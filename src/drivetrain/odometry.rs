//! Defines the dead-reckoning odometry estimator.
//!
//! The estimator integrates module position deltas into a running 2D pose.
//! Wheel geometry is the ground truth for translation, but wheels slip, so
//! the rotational component of every increment is overridden with the delta
//! between consecutive gyroscope headings: the gyroscope is authoritative
//! for heading. Each increment is composed onto the pose with the exact
//! rigid-body exponential rather than a linear approximation, which keeps
//! heading-dependent translational error from accumulating over long runs.

use crate::{
    geometry::Pose2d,
    kinematics::{SwerveKinematics, SwerveModulePosition},
    Error,
};

#[cfg(test)]
#[path = "odometry_tests.rs"]
mod odometry_tests;

/// Tracks the estimated pose of the robot by dead reckoning.
#[derive(Debug)]
pub struct SwerveOdometry {
    /// The kinematics used to convert module position deltas into a body
    /// twist.
    kinematics: SwerveKinematics,

    /// The current estimated pose in the field frame.
    pose: Pose2d,

    /// The gyroscope heading at the previous update, in radians, continuous.
    previous_heading_in_radians: f64,

    /// The module positions at the previous update.
    previous_positions: Vec<SwerveModulePosition>,
}

impl SwerveOdometry {
    /// Creates a new [SwerveOdometry] starting at the identity pose.
    ///
    /// ## Parameters
    ///
    /// * 'kinematics' - The kinematics for the configured module layout.
    /// * 'heading_in_radians' - The current gyroscope heading.
    /// * 'positions' - The current module positions, used as the reference
    ///   point for the first increment.
    ///
    /// ## Errors
    ///
    /// * [Error::ModuleCountMismatch] - Returned when the number of positions
    ///   does not match the number of configured modules.
    pub fn new(
        kinematics: SwerveKinematics,
        heading_in_radians: f64,
        positions: &[SwerveModulePosition],
    ) -> Result<Self, Error> {
        if positions.len() != kinematics.module_count() {
            return Err(Error::ModuleCountMismatch {
                expected: kinematics.module_count(),
                provided: positions.len(),
            });
        }

        Ok(Self {
            kinematics,
            pose: Pose2d::identity(),
            previous_heading_in_radians: heading_in_radians,
            previous_positions: positions.to_vec(),
        })
    }

    /// Returns the current estimated pose.
    pub fn pose(&self) -> Pose2d {
        self.pose
    }

    /// Forces the estimator to a known pose and re-bases the gyroscope and
    /// module position reference points.
    ///
    /// ## Parameters
    ///
    /// * 'pose' - The known true pose of the robot.
    /// * 'heading_in_radians' - The current gyroscope heading.
    /// * 'positions' - The current module positions.
    ///
    /// ## Errors
    ///
    /// * [Error::ModuleCountMismatch] - Returned when the number of positions
    ///   does not match the number of configured modules.
    pub fn reset(
        &mut self,
        pose: Pose2d,
        heading_in_radians: f64,
        positions: &[SwerveModulePosition],
    ) -> Result<(), Error> {
        if positions.len() != self.kinematics.module_count() {
            return Err(Error::ModuleCountMismatch {
                expected: self.kinematics.module_count(),
                provided: positions.len(),
            });
        }

        self.pose = pose;
        self.previous_heading_in_radians = heading_in_radians;
        self.previous_positions = positions.to_vec();
        Ok(())
    }

    /// Overwrites the heading of the estimated pose and the gyroscope
    /// reference point without touching the position estimate.
    ///
    /// Used after the gyroscope reference zero changes, so that the pose
    /// heading and the gyroscope agree at that instant.
    ///
    /// ## Parameters
    ///
    /// * 'heading_in_radians' - The new gyroscope heading.
    pub fn sync_heading(&mut self, heading_in_radians: f64) {
        self.pose = Pose2d::new(
            self.pose.x_in_meters(),
            self.pose.y_in_meters(),
            heading_in_radians,
        );
        self.previous_heading_in_radians = heading_in_radians;
    }

    /// Integrates one cycle of module motion into the pose estimate.
    ///
    /// ## Parameters
    ///
    /// * 'heading_in_radians' - The current gyroscope heading, continuous.
    /// * 'positions' - The current module positions.
    ///
    /// ## Errors
    ///
    /// * [Error::ModuleCountMismatch] - Returned when the number of positions
    ///   does not match the number of configured modules.
    pub fn update(
        &mut self,
        heading_in_radians: f64,
        positions: &[SwerveModulePosition],
    ) -> Result<Pose2d, Error> {
        if positions.len() != self.kinematics.module_count() {
            return Err(Error::ModuleCountMismatch {
                expected: self.kinematics.module_count(),
                provided: positions.len(),
            });
        }

        let deltas: Vec<SwerveModulePosition> = positions
            .iter()
            .zip(self.previous_positions.iter())
            .map(|(current, previous)| {
                SwerveModulePosition::new(
                    current.distance_in_meters() - previous.distance_in_meters(),
                    current.angle_in_radians(),
                )
            })
            .collect();

        let wheel_twist = self.kinematics.twist_from_module_deltas(&deltas)?;

        // The gyroscope overrides the wheel derived rotation.
        let twist =
            wheel_twist.with_rotation(heading_in_radians - self.previous_heading_in_radians);

        self.pose = self.pose.exp(&twist);
        self.previous_heading_in_radians = heading_in_radians;
        self.previous_positions = positions.to_vec();

        Ok(self.pose)
    }
}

- - -

Work task —
An exact copy of the listing above is what this exercise asks for.

Solved exercise —
filename src/drivetrain/odometry.rs
//! Defines the dead-reckoning odometry estimator.
//!
//! The estimator integrates module position deltas into a running 2D pose.
//! Wheel geometry is the ground truth for translation, but wheels slip, so
//! the rotational component of every increment is overridden with the delta
//! between consecutive gyroscope headings: the gyroscope is authoritative
//! for heading. Each increment is composed onto the pose with the exact
//! rigid-body exponential rather than a linear approximation, which keeps
//! heading-dependent translational error from accumulating over long runs.

use crate::{
    geometry::Pose2d,
    kinematics::{SwerveKinematics, SwerveModulePosition},
    Error,
};

#[cfg(test)]
#[path = "odometry_tests.rs"]
mod odometry_tests;

/// Tracks the estimated pose of the robot by dead reckoning.
#[derive(Debug)]
pub struct SwerveOdometry {
    /// The kinematics used to convert module position deltas into a body
    /// twist.
    kinematics: SwerveKinematics,

    /// The current estimated pose in the field frame.
    pose: Pose2d,

    /// The gyroscope heading at the previous update, in radians, continuous.
    previous_heading_in_radians: f64,

    /// The module positions at the previous update.
    previous_positions: Vec<SwerveModulePosition>,
}

impl SwerveOdometry {
    /// Creates a new [SwerveOdometry] starting at the identity pose.
    ///
    /// ## Parameters
    ///
    /// * 'kinematics' - The kinematics for the configured module layout.
    /// * 'heading_in_radians' - The current gyroscope heading.
    /// * 'positions' - The current module positions, used as the reference
    ///   point for the first increment.
    ///
    /// ## Errors
    ///
    /// * [Error::ModuleCountMismatch] - Returned when the number of positions
    ///   does not match the number of configured modules.
    pub fn new(
        kinematics: SwerveKinematics,
        heading_in_radians: f64,
        positions: &[SwerveModulePosition],
    ) -> Result<Self, Error> {
        if positions.len() != kinematics.module_count() {
            return Err(Error::ModuleCountMismatch {
                expected: kinematics.module_count(),
                provided: positions.len(),
            });
        }

        Ok(Self {
            kinematics,
            pose: Pose2d::identity(),
            previous_heading_in_radians: heading_in_radians,
            previous_positions: positions.to_vec(),
        })
    }

    /// Returns the current estimated pose.
    pub fn pose(&self) -> Pose2d {
        self.pose
    }

    /// Forces the estimator to a known pose and re-bases the gyroscope and
    /// module position reference points.
    ///
    /// ## Parameters
    ///
    /// * 'pose' - The known true pose of the robot.
    /// * 'heading_in_radians' - The current gyroscope heading.
    /// * 'positions' - The current module positions.
    ///
    /// ## Errors
    ///
    /// * [Error::ModuleCountMismatch] - Returned when the number of positions
    ///   does not match the number of configured modules.
    pub fn reset(
        &mut self,
        pose: Pose2d,
        heading_in_radians: f64,
        positions: &[SwerveModulePosition],
    ) -> Result<(), Error> {
        if positions.len() != self.kinematics.module_count() {
            return Err(Error::ModuleCountMismatch {
                expected: self.kinematics.module_count(),
                provided: positions.len(),
            });
        }

        self.pose = pose;
        self.previous_heading_in_radians = heading_in_radians;
        self.previous_positions = positions.to_vec();
        Ok(())
    }

    /// Overwrites the heading of the estimated pose and the gyroscope
    /// reference point without touching the position estimate.
    ///
    /// Used after the gyroscope reference zero changes, so that the pose
    /// heading and the gyroscope agree at that instant.
    ///
    /// ## Parameters
    ///
    /// * 'heading_in_radians' - The new gyroscope heading.
    pub fn sync_heading(&mut self, heading_in_radians: f64) {
        self.pose = Pose2d::new(
            self.pose.x_in_meters(),
            self.pose.y_in_meters(),
            heading_in_radians,
        );
        self.previous_heading_in_radians = heading_in_radians;
    }

    /// Integrates one cycle of module motion into the pose estimate.
    ///
    /// ## Parameters
    ///
    /// * 'heading_in_radians' - The current gyroscope heading, continuous.
    /// * 'positions' - The current module positions.
    ///
    /// ## Errors
    ///
    /// * [Error::ModuleCountMismatch] - Returned when the number of positions
    ///   does not match the number of configured modules.
    pub fn update(
        &mut self,
        heading_in_radians: f64,
        positions: &[SwerveModulePosition],
    ) -> Result<Pose2d, Error> {
        if positions.len() != self.kinematics.module_count() {
            return Err(Error::ModuleCountMismatch {
                expected: self.kinematics.module_count(),
                provided: positions.len(),
            });
        }

        let deltas: Vec<SwerveModulePosition> = positions
            .iter()
            .zip(self.previous_positions.iter())
            .map(|(current, previous)| {
                SwerveModulePosition::new(
                    current.distance_in_meters() - previous.distance_in_meters(),
                    current.angle_in_radians(),
                )
            })
            .collect();

        let wheel_twist = self.kinematics.twist_from_module_deltas(&deltas)?;

        // The gyroscope overrides the wheel derived rotation.
        let twist =
            wheel_twist.with_rotation(heading_in_radians - self.previous_heading_in_radians);

        self.pose = self.pose.exp(&twist);
        self.previous_heading_in_radians = heading_in_radians;
        self.previous_positions = positions.to_vec();

        Ok(self.pose)
    }
}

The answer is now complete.